Parents are worried that another extended stay at home for learners may bring back old habits acquired during last year’s prolonged closure.
They fear the three-month wait before students join Form One could result in drug and substance abuse, and pregnancies.
Education stakeholders said candidates who did not post good grades and those from poor backgrounds might also opt to drop out of school.
But counselling psychologists are pleading with parents to use the lessons learnt from last year to get the best out of the long holiday.
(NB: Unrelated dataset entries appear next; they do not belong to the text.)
impl AttackerView {
    /// Creates a new attacker view from the provided snapshots.
    #[must_use]
    pub fn from_snapshots(mut snapshots: Vec<AttackerSnapshot>) -> Self {
        snapshots.sort_by_key(|snapshot| snapshot.id);
        Self { snapshots }
    }

    /// Iterator over the captured attacker snapshots in deterministic order.
    pub fn iter(&self) -> impl Iterator<Item = &AttackerSnapshot> {
        self.snapshots.iter()
    }

    /// Consumes the view, yielding the underlying snapshots.
    #[must_use]
    pub fn into_vec(self) -> Vec<AttackerSnapshot> {
        self.snapshots
    }
}

/// Classification of a single cell inside a [`GridSnapshot`].
#[derive(Clone, Copy, Debug, PartialEq, Eq, Serialize, Deserialize)]
pub struct CellSnapshot {
    /// Location of the cell.
    pub cell: CellCoord,
    /// Classification of the cell.
    pub kind: CellKind,
}

/// Complete classification of the board, consumed by renderers.
#[derive(Clone, Debug, PartialEq, Eq, Serialize, Deserialize)]
pub struct GridSnapshot {
    /// Number of columns in the grid.
    pub columns: u32,
    /// Number of rows in the grid.
    pub rows: u32,
    /// Cells in row-major order.
    pub cells: Vec<CellSnapshot>,
}

impl GridSnapshot {
    /// Classification of the provided cell; out-of-bounds cells report walls.
    #[must_use]
    pub fn kind(&self, cell: CellCoord) -> CellKind {
        if cell.column() >= self.columns || cell.row() >= self.rows {
            return CellKind::Wall;
        }
        let index = cell.row() as usize * self.columns as usize + cell.column() as usize;
        self.cells
            .get(index)
            .map_or(CellKind::Wall, |snapshot| snapshot.kind)
    }
}

/// Signals that no route connects the start and end cells.
#[derive(Clone, Copy, Debug, PartialEq, Eq, Hash, Error, Serialize, Deserialize)]
#[error("no route connects the start and end cells")]
pub struct RouteUnavailable;

/// Reasons an obstruction placement request may be rejected.
#[derive(Clone, Copy, Debug, PartialEq, Eq, Hash, Error, Serialize, Deserialize)]
pub enum PlacementError {
    /// The requested cell lies outside the grid.
    #[error("coordinate lies outside the grid")]
    InvalidCoordinate,
    /// The requested cell cannot hold an obstruction.
    #[error("cell classified as {0:?} cannot hold an obstruction")]
    Ineligible(CellKind),
    /// The obstruction would leave no route between start and end.
    #[error("obstruction would sever the only route")]
    SeversRoute,
    /// The attacker profile has a negative range or a zero interval.
    #[error("attacker profile is invalid")]
    InvalidProfile,
}

/// Reasons a spawn request may be rejected.
#[derive(Clone, Copy, Debug, PartialEq, Eq, Hash, Error, Serialize, Deserialize)]
pub enum SpawnError {
    /// The grid holds no route for a mover to follow.
    #[error("a mover cannot exist without a route to follow")]
    NoRoute,
    /// The requested speed lies outside `(0, 1]`.
    #[error("speed must lie in (0, 1]")]
    InvalidSpeed,
    /// The requested health is zero.
    #[error("health must be positive")]
    InvalidHealth,
}

#[cfg(test)]
mod tests {
    use super::*;

    #[test]
    fn manhattan_distance_matches_expectation() {
        let origin = CellCoord::new(1, 1);
        let destination = CellCoord::new(4, 3);
        assert_eq!(origin.manhattan_distance(destination), 5);
        assert_eq!(destination.manhattan_distance(origin), 5);
    }

    #[test]
    fn neighbors_follow_expansion_order_and_skip_negative_cells() {
        let neighbors: Vec<_> = CellCoord::new(0, 3).neighbors().collect();
        assert_eq!(
            neighbors,
            vec![
                CellCoord::new(0, 2),
                CellCoord::new(0, 4),
                CellCoord::new(1, 3),
            ]
        );
    }

    #[test]
    fn nearest_prefers_first_occurrence_on_ties() {
        let route = Route::new(
            RouteVersion::new(1),
            vec![
                CellCoord::new(0, 1),
                CellCoord::new(1, 1),
                CellCoord::new(2, 1),
                CellCoord::new(3, 1),
            ],
        );

        assert_eq!(route.nearest(CellCoord::new(2, 3)), Some((2, 2)));
        assert_eq!(route.nearest(CellCoord::new(1, 1)), Some((1, 0)));
        assert_eq!(route.nearest(CellCoord::new(0, 2)), Some((0, 1)));
    }

    #[test]
    fn health_saturates_at_zero() {
        let health = Health::new(5).saturating_sub(Damage::new(7));
        assert!(health.is_depleted());
        assert!(!Health::new(5).saturating_sub(Damage::new(4)).is_depleted());
    }

    #[test]
    fn speed_rejects_values_outside_unit_interval() {
        assert!(Speed::new(0.0).is_none());
        assert!(Speed::new(1.5).is_none());
        assert!(Speed::new(f32::NAN).is_none());
        assert_eq!(Speed::new(1.0).map(|speed| speed.get()), Some(1.0));
    }

    #[test]
    fn approach_with_full_speed_lands_on_target() {
        let origin = CellPoint::new(1.0, 1.0);
        let target = CellPoint::new(2.0, 1.0);
        assert_eq!(origin.approach(target, 1.0), target);
        assert_eq!(origin.approach(target, 0.5), CellPoint::new(1.5, 1.0));
    }

    #[test]
    fn floor_cell_truncates_fractional_positions() {
        assert_eq!(CellPoint::new(2.7, 1.2).floor_cell(), CellCoord::new(2, 1));
    }

    #[test]
    fn detour_advances_until_finished() {
        let detour = Detour::new(vec![CellCoord::new(2, 1), CellCoord::new(1, 1)]);
        assert_eq!(detour.next_waypoint(), Some(CellCoord::new(2, 1)));
        let detour = detour.advanced().advanced();
        assert!(detour.is_finished());
        assert_eq!(detour.final_waypoint(), Some(CellCoord::new(1, 1)));
        assert_eq!(detour.clone().advanced(), detour);
    }

    #[test]
    fn grid_snapshot_serializes_cell_kinds() {
        let snapshot = GridSnapshot {
            columns: 1,
            rows: 1,
            cells: vec![CellSnapshot {
                cell: CellCoord::new(0, 0),
                kind: CellKind::Occupied(2),
            }],
        };
        let json = serde_json::to_string(&snapshot).expect("serialize");
        let restored: GridSnapshot = serde_json::from_str(&json).expect("deserialize");
        assert_eq!(restored, snapshot);
        assert_eq!(restored.kind(CellCoord::new(3, 0)), CellKind::Wall);
    }
}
Under the revised education calendar, all learners, except those in Grade 4 and the prospective Form One, will open schools on May 10.
Grade Four learners have completed their academic year, while the KCPE candidates will join Form One in July, when the 2021 academic calendar starts.
During the break, they will be joined by Form Four students who are currently sitting national examinations.
Rose Atieno Opiyo, a child and adolescent psychologist, and mental health expert, said that while the school holidays make great sense, they can be tricky if they are longer than expected, especially in the context of the Covid-19 pandemic.
“The imminent social mixing of students (young and old) for longer periods without parental guidance needs to be re-examined. As much as it may create affordances for peer learning, most of the opportunities are likely to lead to destructive activities,” said Dr Opiyo, who is also a senior lecturer at Masinde Muliro University of Science and Technology.
She said today children live in a “technologically overloaded world”, which means there will be greater chances of deviating from constructive activities while the parents are away.
“This will be dangerous for the academic growth of our children. Critical academic skills need daily repetition, which modern parents may not be able to consistently carry out and/or monitor, given the Covid-19-induced work demands as well as economic pressures.”
Opiyo said after the long holiday, much effort and time will be needed to bring children back to pre-school break pathways. “This will definitely be quite costly if we do not mitigate effects now.”
Parents’ fear is based on the many cases of indiscipline recorded in schools after they reopened to salvage the academic year. The ugly scenes of students attacking their teachers were a clear manifestation of the bad manners learners picked up during the long break.
Education experts yesterday said more cases of indiscipline would be recorded if a multi-sectoral agency approach on mental health and psycho-social support is not adopted immediately.
Wesaya Maina, an education expert, said the mental health of learners was ignored last year in the return-to-school strategy, throwing institution managers into a spin. “Parenting is as individual as it is societal. We need to do our part as the school calendar is adjusted.”
Alternative Provision of Basic Education and Training Complimentary Schools’ Association national organising secretary Paul Wanjohi said the long stay at home “is the elephant in the room”.
“What most parents are talking about now is what to do with the children over this long period. Form Fours are back home and the Class Eight candidates are also home,” said Mr Wanjohi.
He said education stakeholders must craft a home-grown solution to the imminent changes. “It is important that something is put together to teach these children life skills, career guidance, value of work and even just good manners.”
Wanjohi said community-based learning would have been ideal if it was fully implemented as had been suggested. “These children must be engaged positively because they will be idle and it is a bad mixture that must be monitored.”
National Parents Association national chairman Nicholas Maiyo said plans were at an advanced stage to roll out online career guidance lessons for learners who will be at home.
“We are signing some agreement with the College of Career Guidance and Development in conjunction with other partners who will roll out online lessons that will keep learners busy,” said Mr Maiyo.
He said Form Four leavers were of interest because they would be required to revise universities’ courses. “We know that only 17 per cent may get university slots, and the remaining 83 per cent may have to get alternative courses.”
Maiyo, however, said it was the responsibility of parents to know what their children get up to. “We cannot delegate parenting. Parents will play a major role during the period. What we are doing is only to see how else we can engage the learners positively.”